→ **HOW TO COMPLETE THIS TASK**
Where in the records does the word "Uuid" appear? Copy each line that holds it.

╭─ DATA FOR THIS EXERCISE

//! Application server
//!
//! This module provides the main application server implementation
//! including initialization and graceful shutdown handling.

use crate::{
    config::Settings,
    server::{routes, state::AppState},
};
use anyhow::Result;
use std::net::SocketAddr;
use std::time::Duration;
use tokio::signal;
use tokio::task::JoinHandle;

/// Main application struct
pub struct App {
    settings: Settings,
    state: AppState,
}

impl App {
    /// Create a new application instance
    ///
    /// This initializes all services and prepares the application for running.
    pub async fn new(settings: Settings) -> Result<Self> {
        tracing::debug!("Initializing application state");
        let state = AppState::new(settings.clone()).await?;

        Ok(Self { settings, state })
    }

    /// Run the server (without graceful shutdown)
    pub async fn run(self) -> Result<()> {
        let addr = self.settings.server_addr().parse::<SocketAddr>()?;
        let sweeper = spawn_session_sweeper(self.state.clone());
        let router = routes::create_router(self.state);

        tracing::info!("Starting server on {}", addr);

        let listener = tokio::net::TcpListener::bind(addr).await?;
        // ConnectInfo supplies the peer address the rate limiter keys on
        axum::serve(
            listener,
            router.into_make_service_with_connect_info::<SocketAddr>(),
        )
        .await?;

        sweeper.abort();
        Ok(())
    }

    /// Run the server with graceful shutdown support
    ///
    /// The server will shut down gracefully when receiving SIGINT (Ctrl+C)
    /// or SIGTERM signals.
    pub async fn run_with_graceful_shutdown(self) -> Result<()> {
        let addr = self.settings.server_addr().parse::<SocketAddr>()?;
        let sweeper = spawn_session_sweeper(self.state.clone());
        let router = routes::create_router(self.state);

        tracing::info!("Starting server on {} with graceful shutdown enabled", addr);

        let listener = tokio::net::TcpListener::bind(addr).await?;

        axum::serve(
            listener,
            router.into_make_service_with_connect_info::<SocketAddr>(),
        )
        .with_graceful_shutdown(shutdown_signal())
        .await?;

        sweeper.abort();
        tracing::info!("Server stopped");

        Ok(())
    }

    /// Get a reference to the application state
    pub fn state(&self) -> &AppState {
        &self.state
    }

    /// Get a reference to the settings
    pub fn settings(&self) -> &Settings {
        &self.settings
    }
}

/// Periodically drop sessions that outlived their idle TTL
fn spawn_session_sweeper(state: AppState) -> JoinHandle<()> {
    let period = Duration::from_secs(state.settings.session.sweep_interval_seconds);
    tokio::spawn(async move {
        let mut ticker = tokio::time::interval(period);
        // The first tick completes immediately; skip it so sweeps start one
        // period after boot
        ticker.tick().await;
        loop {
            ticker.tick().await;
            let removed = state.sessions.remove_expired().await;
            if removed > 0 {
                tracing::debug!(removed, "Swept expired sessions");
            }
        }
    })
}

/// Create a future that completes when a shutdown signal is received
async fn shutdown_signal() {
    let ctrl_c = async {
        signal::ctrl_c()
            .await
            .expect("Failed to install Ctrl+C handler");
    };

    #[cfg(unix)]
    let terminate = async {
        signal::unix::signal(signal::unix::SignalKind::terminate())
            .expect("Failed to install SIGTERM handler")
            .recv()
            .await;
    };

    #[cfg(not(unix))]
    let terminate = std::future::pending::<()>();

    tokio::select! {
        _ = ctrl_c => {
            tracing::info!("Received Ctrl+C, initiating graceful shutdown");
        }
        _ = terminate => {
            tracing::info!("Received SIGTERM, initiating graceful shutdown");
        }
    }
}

╰─
╭─ DATA FOR THIS EXERCISE

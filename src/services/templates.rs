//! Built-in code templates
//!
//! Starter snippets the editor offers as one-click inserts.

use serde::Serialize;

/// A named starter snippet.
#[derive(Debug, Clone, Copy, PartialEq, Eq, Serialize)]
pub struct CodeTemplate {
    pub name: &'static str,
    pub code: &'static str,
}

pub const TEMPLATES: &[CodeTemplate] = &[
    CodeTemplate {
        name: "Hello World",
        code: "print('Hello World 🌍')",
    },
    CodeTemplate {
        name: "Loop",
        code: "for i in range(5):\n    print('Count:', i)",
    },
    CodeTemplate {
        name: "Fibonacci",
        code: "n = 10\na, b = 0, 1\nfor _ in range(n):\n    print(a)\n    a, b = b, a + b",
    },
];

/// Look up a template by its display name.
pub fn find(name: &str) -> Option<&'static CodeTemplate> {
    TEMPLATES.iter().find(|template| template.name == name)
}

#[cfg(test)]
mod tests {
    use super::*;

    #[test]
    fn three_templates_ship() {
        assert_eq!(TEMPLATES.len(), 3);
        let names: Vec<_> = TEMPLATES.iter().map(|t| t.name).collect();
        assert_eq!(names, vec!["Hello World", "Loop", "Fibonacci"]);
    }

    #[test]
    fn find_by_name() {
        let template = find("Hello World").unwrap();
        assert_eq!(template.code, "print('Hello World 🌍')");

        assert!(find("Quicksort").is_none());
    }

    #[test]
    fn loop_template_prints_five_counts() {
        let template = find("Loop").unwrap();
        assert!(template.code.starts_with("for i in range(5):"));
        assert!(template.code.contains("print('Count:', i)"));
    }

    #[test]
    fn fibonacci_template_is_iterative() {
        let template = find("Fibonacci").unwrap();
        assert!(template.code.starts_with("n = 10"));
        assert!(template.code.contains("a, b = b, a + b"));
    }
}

╰─
╭─ DATA FOR THIS EXERCISE

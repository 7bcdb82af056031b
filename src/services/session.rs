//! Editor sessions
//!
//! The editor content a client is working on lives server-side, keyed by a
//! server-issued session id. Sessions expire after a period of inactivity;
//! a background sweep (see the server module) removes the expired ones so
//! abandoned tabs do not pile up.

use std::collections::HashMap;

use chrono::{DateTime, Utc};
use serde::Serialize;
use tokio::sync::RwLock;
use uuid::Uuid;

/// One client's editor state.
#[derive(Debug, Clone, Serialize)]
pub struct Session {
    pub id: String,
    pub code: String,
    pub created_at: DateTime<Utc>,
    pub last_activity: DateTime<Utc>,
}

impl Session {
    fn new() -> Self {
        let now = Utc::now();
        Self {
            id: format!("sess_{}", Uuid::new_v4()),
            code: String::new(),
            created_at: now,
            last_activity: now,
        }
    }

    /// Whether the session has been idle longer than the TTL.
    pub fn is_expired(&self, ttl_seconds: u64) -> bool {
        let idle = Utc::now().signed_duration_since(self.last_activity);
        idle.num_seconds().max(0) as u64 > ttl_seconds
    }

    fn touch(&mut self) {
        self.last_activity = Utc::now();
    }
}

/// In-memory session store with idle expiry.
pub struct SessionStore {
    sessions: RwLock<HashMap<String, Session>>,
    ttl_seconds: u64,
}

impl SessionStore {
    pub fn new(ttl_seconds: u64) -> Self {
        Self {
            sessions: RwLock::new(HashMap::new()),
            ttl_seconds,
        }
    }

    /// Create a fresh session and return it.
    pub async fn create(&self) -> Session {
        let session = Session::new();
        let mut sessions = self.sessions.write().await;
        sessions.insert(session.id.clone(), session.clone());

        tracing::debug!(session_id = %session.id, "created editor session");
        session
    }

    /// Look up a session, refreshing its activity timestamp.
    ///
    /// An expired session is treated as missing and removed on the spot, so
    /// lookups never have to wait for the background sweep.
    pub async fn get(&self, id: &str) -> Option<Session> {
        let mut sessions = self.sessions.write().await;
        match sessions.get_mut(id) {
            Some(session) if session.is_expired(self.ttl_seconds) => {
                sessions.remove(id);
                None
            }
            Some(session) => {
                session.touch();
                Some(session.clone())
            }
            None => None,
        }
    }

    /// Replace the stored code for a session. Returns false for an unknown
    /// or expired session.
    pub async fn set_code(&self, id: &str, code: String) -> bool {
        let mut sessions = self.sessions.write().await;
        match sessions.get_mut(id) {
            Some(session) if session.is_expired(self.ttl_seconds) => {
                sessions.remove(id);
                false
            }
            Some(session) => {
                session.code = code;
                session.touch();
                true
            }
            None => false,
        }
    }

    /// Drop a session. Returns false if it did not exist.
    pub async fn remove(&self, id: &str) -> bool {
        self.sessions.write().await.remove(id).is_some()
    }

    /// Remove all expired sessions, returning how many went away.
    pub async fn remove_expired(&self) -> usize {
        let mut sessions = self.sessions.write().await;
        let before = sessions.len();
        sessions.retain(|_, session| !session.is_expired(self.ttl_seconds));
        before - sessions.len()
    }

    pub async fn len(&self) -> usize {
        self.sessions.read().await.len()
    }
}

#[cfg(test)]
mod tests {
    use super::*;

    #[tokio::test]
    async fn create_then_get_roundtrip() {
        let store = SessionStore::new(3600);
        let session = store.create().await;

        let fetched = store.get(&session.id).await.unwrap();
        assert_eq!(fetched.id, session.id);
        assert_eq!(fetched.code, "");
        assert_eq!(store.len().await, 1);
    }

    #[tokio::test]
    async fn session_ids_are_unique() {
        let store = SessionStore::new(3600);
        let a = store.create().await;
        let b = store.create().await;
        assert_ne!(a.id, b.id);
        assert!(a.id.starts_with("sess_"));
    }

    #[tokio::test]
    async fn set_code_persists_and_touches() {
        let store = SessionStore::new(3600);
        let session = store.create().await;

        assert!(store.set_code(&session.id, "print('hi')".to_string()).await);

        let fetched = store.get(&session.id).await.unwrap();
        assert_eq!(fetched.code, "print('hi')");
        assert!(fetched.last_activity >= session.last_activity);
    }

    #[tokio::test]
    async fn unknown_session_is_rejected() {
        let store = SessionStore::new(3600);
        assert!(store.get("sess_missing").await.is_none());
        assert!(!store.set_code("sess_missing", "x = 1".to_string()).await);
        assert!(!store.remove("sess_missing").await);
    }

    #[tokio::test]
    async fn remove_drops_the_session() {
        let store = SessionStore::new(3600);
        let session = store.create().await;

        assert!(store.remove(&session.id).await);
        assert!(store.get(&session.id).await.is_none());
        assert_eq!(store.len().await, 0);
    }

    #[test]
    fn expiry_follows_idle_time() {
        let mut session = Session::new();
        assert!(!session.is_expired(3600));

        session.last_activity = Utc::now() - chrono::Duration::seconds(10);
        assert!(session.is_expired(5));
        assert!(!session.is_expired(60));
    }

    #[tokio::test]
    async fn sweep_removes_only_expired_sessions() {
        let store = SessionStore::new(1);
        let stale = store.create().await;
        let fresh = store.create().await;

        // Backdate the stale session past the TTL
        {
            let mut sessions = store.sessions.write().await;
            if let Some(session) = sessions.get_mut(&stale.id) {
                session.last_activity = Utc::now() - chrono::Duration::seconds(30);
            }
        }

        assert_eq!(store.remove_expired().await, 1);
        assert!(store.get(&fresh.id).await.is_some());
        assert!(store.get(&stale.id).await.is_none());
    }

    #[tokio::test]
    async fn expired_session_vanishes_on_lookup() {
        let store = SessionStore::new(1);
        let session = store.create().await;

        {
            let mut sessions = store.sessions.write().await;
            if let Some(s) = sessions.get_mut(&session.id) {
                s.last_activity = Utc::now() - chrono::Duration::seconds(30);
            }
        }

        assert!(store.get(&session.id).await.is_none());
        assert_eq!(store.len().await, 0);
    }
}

╰─

→ **EXERCISE SOLUTION**
use uuid::Uuid;
            id: format!("sess_{}", Uuid::new_v4()),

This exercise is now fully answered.